Abstract
Background:
The quest for optimal approaches to treating tibial shaft fractures in orthopedic surgery remains a topic of debate.
Purpose:
We sought to compare the patellofemoral and radiological outcomes of 2 surgical techniques for treating tibial shaft fractures: the suprapatellar and extra-articular lateral parapatellar (ELP) approaches, both used in intramedullary tibial nailing in a semi-extended position.
Methodology:
This retrospective analysis examined 73 adult patients treated for tibial shaft fracture from January 2018 to December 2023, divided into 2 groups: 42 in the suprapatellar group and 31 in the ELP group. Evaluation metrics included radiographic outcomes, clinical results, and complication rates, focusing on anterior knee pain (measured by visual analog scale) and knee function (Kujala and Lysholm scores).
Results:
No significant differences were found in union rate, nail apex distance, reoperation rate, or malalignment between the 2 approaches. However, the ELP approach was associated with significantly better clinical outcomes, with higher Lysholm scores and reduced anterior knee pain. Additionally, the suprapatellar approach (SP) was associated with a higher incidence of painful hemarthrosis during hospitalization.
Conclusion:
While this retrospective comparison found both techniques to be effective in treating tibial shaft fractures, the ELP approach was associated with superior functional outcomes as assessed by higher Lysholm scores and Kujala scores, less anterior knee pain, and a lower risk of painful hemarthrosis compared to the SP approach. Further study is warranted.
Keywords
Introduction
Tibial shaft fractures are the most common type of long bone fractures, with an annual incidence rate of 16.9 per 100 000 [18]. The intramedullary nail has become the gold standard for treating these fractures, particularly for tibial diaphyseal injuries, due to its ability to provide stability and facilitate early weight-bearing. Over the years, surgical techniques and implants have evolved significantly, broadening the scope of the nailing technique to include proximal and distal metaphyseal fractures as well [3,10]. A notable advancement in this field is the adoption of the semi-extended position for nailing, which mitigates the tension exerted by the extensor mechanism and facilitates improved management of the characteristic apex anterior deformity observed in proximal tibia fractures [17,21,23].

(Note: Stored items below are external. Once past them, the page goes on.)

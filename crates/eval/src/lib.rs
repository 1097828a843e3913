//! phasegate phase transition validation engine -- accepts a rule set and
//! a snapshot of the entity being moved, produces an allow/deny decision.
//!
//! Rules gate transitions into a target stage. Each rule carries field
//! conditions combined with AND or OR; the first failing rule (in
//! declaration order) blocks the move and supplies the message. No
//! matching rule means the move is unrestricted.
//!
//! The engine is pure: no I/O, no shared mutable state. Every call reads
//! only its arguments, so it can be invoked concurrently without
//! coordination.

pub mod coerce;
pub mod condition;
pub mod describe;
pub mod gate;
pub mod matcher;
pub mod operators;
pub mod registry;
pub mod rules;
pub mod snapshot;
pub mod types;
pub mod validate;

use std::sync::OnceLock;

pub use condition::evaluate_condition;
pub use describe::{describe_condition, describe_rule};
pub use gate::{Decision, TransitionGate, DEFAULT_ANY_DENIAL_MESSAGE, DEFAULT_DENIAL_MESSAGE};
pub use matcher::match_rules;
pub use operators::{operator_label, operators_for};
pub use registry::{FieldDescriptor, FieldRegistry};
pub use rules::{evaluate_rule, RuleOutcome};
pub use snapshot::Snapshot;
pub use types::{
    rules_from_json, Condition, EvalError, FieldType, Operator, Rule, Stage, StageSelector,
    ANY_STAGE,
};
pub use validate::{validate_rule, validate_rule_set, ConfigError};

/// Decide whether an entity may move from `from` to `to`, using the
/// built-in field registry.
///
/// This is the top-level public API. For a custom registry, build a
/// [`TransitionGate`].
pub fn can_transition(from: &Stage, to: &Stage, snapshot: &Snapshot, rules: &[Rule]) -> Decision {
    static GATE: OnceLock<TransitionGate> = OnceLock::new();
    GATE.get_or_init(TransitionGate::default)
        .can_transition(from, to, snapshot, rules)
}

/// Evaluate a stored rules document and a snapshot document.
///
/// # Arguments
/// * `rules` - Rules JSON (array, or object with a `rules` array)
/// * `snapshot` - Snapshot JSON keyed by dotted field paths
///
/// # Returns
/// * the `Decision`, or an `EvalError` if the rules document is malformed
pub fn evaluate(
    from: &str,
    to: &str,
    rules: &serde_json::Value,
    snapshot: &serde_json::Value,
) -> Result<Decision, EvalError> {
    let rules = rules_from_json(rules)?;
    Ok(can_transition(
        &Stage::from(from),
        &Stage::from(to),
        &Snapshot::new(snapshot.clone()),
        &rules,
    ))
}

// ──────────────────────────────────────────────
// Integration tests
// ──────────────────────────────────────────────
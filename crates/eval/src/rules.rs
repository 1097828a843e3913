//! Rule evaluator: combines a rule's condition results per `require_all`.

use tracing::{debug, warn};

use crate::condition::evaluate_condition;
use crate::registry::FieldRegistry;
use crate::snapshot::Snapshot;
use crate::types::{Condition, Rule};
use crate::validate;

/// Result of evaluating one rule.
#[derive(Debug, Clone)]
pub struct RuleOutcome<'r> {
    pub rule: &'r Rule,
    pub passed: bool,
    /// Conditions that evaluated false, in declaration order.
    pub failed: Vec<&'r Condition>,
}

/// Evaluate every condition of `rule` and combine the results: AND when
/// `require_all`, OR otherwise.
///
/// All conditions are evaluated, so `failed` is complete even when the
/// verdict is already known. Conditions that do not agree with `registry`
/// fail closed, and a rule without conditions never passes.
pub fn evaluate_rule<'r>(
    rule: &'r Rule,
    snapshot: &Snapshot,
    registry: &FieldRegistry,
) -> RuleOutcome<'r> {
    let failed: Vec<&Condition> = rule
        .conditions
        .iter()
        .filter(|c| !condition_holds(rule, c, snapshot, registry))
        .collect();

    let passed = if rule.conditions.is_empty() {
        warn!(rule_id = %rule.id, "rule has no conditions; treating as failed");
        false
    } else if rule.require_all {
        failed.is_empty()
    } else {
        failed.len() < rule.conditions.len()
    };

    debug!(
        rule_id = %rule.id,
        require_all = rule.require_all,
        conditions = rule.conditions.len(),
        failed = failed.len(),
        passed,
        "rule evaluated"
    );

    RuleOutcome {
        rule,
        passed,
        failed,
    }
}

fn condition_holds(
    rule: &Rule,
    condition: &Condition,
    snapshot: &Snapshot,
    registry: &FieldRegistry,
) -> bool {
    if let Err(e) = validate::check_condition(condition, registry) {
        warn!(rule_id = %rule.id, error = %e, "malformed condition; failing closed");
        return false;
    }
    evaluate_condition(condition, snapshot)
}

The semi-extended tibial nailing technique has been refined through various approaches. In 1996, Tornetta et al [30] introduced the medial parapatellar approach, which facilitated nail placement in a semi-extended position while allowing for lateral patellar subluxation. Subsequently, the suprapatellar approach (SP), described by Cole in 2006 [4,27], emerged as a novel technique involving a small incision just proximal to the superior pole of the patella and employing specialized instruments and protectors to prevent damage to the patellofemoral articular cartilage during canal reaming and nail insertion. More recently, in 2010, Kubiak et al [14] proposed the extra-articular lateral parapatellar (ELP) approach, which enables tibial nailing with medial patella subluxation and avoids direct entry into the joint.
The ELP approach has demonstrated significant advantages in enhancing knee function and reducing patellofemoral pain compared to the SP approach. Characterized by its minimal invasiveness to the knee’s structural integrity and patellar tendon, the ELP method involves an incision based on patellar laxity, followed by lateral or medial subluxation of the patella while preserving the synovial layer [6]. The semi-extended position, integral to the ELP approach, offers benefits such as reduced tension on the extensor mechanism and improved imaging for fracture reduction and nail placement [8,28]. Literature supports these advantages, with the ELP approach associated with improved maintenance of fracture reduction and decreased intra-articular reaming debris [24]. Comparative studies, though limited [2,22,25,33,34], generally support the equivalence of the SP and ELP approaches in fracture reduction and nail positioning. However, the ELP approach is associated with a significantly lower incidence of anterior knee pain, a common complication of tibial nailing [13]. Furthermore, the SP approach has been linked to higher rates of iatrogenic chondral damage, raising concerns about long-term patellofemoral complications [6,9,15,35].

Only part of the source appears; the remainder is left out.